Virtualization is a proven approach to maximizing the effectiveness and efficiency of IT infrastructure resources. Traditional data center infrastructures were comprised of a variety of stand-alone systems – usually dedicated to a specific application or service. The cost of managing such systems, along with the low utilization and inefficient ROI, caused virtualization to come into play.
- Clustered applications allowed components of large applications (such as SAP) to be run on specific computing components, load-balancing for increased efficiency based on real-time utilization, while also sharing overall application data.
- SANs enabled multiple standalone servers to access and interact with the same core data.
- Virtual machines enabled IT to serve multiple operating systems on the same computers, supporting a more diverse array of applications and increasing overall resource utilization.
So why is total data center virtualization so hot these days?
- The costs and complexity of such standalone, dedicated systems is prohibitive in today’s world. Additionally such stand-alone systems have difficulty scaling to meet today’s massive data growth. Nor can they deliver the level of business agility required.
- The growth in business and personal data, coincident with flattened IT budgets have made virtual architectures the ideal way to increase IT efficiency and productivity, while reducing costs.
- Cloud computing takes virtualization to a whole new level, offering the opportunity to outsource applications and data to a third party ‘cloud’ virtual center infrastructure, or create a private cloud for corporate information processing.
Virtualization enables multiple server and storage devices to work together as a single integrated processing unit. Any number of applications can run across any number of systems, transparently and flexibly.
Virtualization involves three classes of virtualization technologies: networking, server and storage. On a network, virtualization allows one or a few machines to handle encryption, load balancing, firewall protection and other appliance services, instead of using a number of dedicated computers for each task. The resulting reduction in cost and complexity – and corresponding management simplification – is significant.
For large corporate environments, the savings can make the difference between staying in budget or having to cut staff and resources. Even small businesses can reap significant rewards – in both efficiency and cost reduction – by virtualizing application processing across a smaller yet shared number of servers.

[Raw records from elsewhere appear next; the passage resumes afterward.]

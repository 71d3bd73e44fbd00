//! Sensor fault filter
//!
//! A single noisy sample must not abort a multi-hour run, but a sensor that
//! keeps returning garbage must stop the heater. The filter counts
//! consecutive invalid samples and latches a fault once the count reaches
//! the threshold; the next valid sample clears it.

use crate::traits::is_valid_reading;

/// Consecutive invalid samples that latch a fault
pub const DEFAULT_FAULT_THRESHOLD: u8 = 3;

/// Result of feeding one raw sample through the filter
#[derive(Debug, Clone, Copy, PartialEq)]
#[cfg_attr(feature = "defmt", derive(defmt::Format))]
pub struct FilteredReading {
    /// Most recent valid temperature, held across isolated bad samples
    pub temperature_c: Option<f32>,
    /// The raw sample that produced this reading was usable
    pub valid: bool,
    /// Fault latched
    pub fault: bool,
}

/// Consecutive-invalid counter with a latched fault flag
#[derive(Debug, Clone)]
pub struct FaultFilter {
    threshold: u8,
    consecutive_invalid: u8,
    faulted: bool,
    last_valid_c: Option<f32>,
    last_sample_valid: bool,
}

impl Default for FaultFilter {
    fn default() -> Self {
        Self::new(DEFAULT_FAULT_THRESHOLD)
    }
}

impl FaultFilter {
    /// Create a new filter
    ///
    /// A threshold of zero is treated as one.
    pub fn new(threshold: u8) -> Self {
        Self {
            threshold: threshold.max(1),
            consecutive_invalid: 0,
            faulted: false,
            last_valid_c: None,
            last_sample_valid: false,
        }
    }

    /// Feed one raw sample
    pub fn sample(&mut self, raw_c: f32) -> FilteredReading {
        if is_valid_reading(raw_c) {
            self.consecutive_invalid = 0;
            self.faulted = false;
            self.last_valid_c = Some(raw_c);
            self.last_sample_valid = true;
        } else {
            self.consecutive_invalid = self.consecutive_invalid.saturating_add(1);
            self.last_sample_valid = false;
            if self.consecutive_invalid >= self.threshold {
                self.faulted = true;
            }
        }

        self.reading()
    }

    /// Current filtered view without feeding a sample
    pub fn reading(&self) -> FilteredReading {
        FilteredReading {
            temperature_c: self.last_valid_c,
            valid: self.last_sample_valid,
            fault: self.faulted,
        }
    }

    /// Check whether the fault is latched
    pub fn is_faulted(&self) -> bool {
        self.faulted
    }

    /// Number of invalid samples since the last valid one
    pub fn consecutive_invalid(&self) -> u8 {
        self.consecutive_invalid
    }

    /// Most recent valid temperature
    pub fn last_valid(&self) -> Option<f32> {
        self.last_valid_c
    }
}
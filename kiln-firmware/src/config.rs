//! Build-time configuration
//!
//! `build.rs` validates `oven.toml` and generates [`oven_config`] and
//! [`PROFILES`] from it.

use kiln_core::config::OvenConfig;
use kiln_core::control::PidGains;
use kiln_core::profile::{ProfileError, ProfileRegistry, ThermalProfile};

/// One `[[profile]]` entry
pub struct ProfileEntry {
    pub name: &'static str,
    pub soak_temperature_c: i16,
    pub soak_duration_ms: u32,
}

include!(concat!(env!("OUT_DIR"), "/oven_config.rs"));

/// Build the profile registry from the compiled-in table
pub fn profile_registry() -> Result<ProfileRegistry, ProfileError> {
    let mut registry = ProfileRegistry::new();
    for entry in PROFILES {
        registry.push(ThermalProfile::new(
            entry.name,
            entry.soak_temperature_c,
            entry.soak_duration_ms,
        )?)?;
    }
    Ok(registry)
}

Let’s review the business impact based on simplified and standardized hardware. Most agree that virtualization can offer 5 times the performance of mid-range servers as standalone systems. Compare a mid-range server ($100K) to a set of racked servers ($3,000/server). Assuming you place 10 racked servers in a virtualized pool, you’d enjoy 5 times the power of the most powerful mid-range system at a third of the cost.
Hardware cost reduction is only the beginning. Other impacts include:
- Increased availability-One system going down doesn’t shut down application or service availability. There is no need for redundant, standby resources.
- Maintenance – IT personnel can take a server or an entire data center offline for maintenance, while other resources in the virtualized pool continue to provide services.
- Ease of access – users on any device can access the information they need – regardless of their location.
- Ease of scale – for large businesses, scaling data management and application services is dramatically simplified, as is performance optimization.
Ongoing maintenance and management offer significant efficiencies. For example, if you have two virtualized data centers, IT can bring down one data center for maintenance, while continuing to deliver IT services via the second data center. The entire operation can be accomplished transparent to users.
We’ve only begun to scratch the surface on the impact of virtualization. The benefits of virtualization apply to any size business or IT environment. What’s your plan?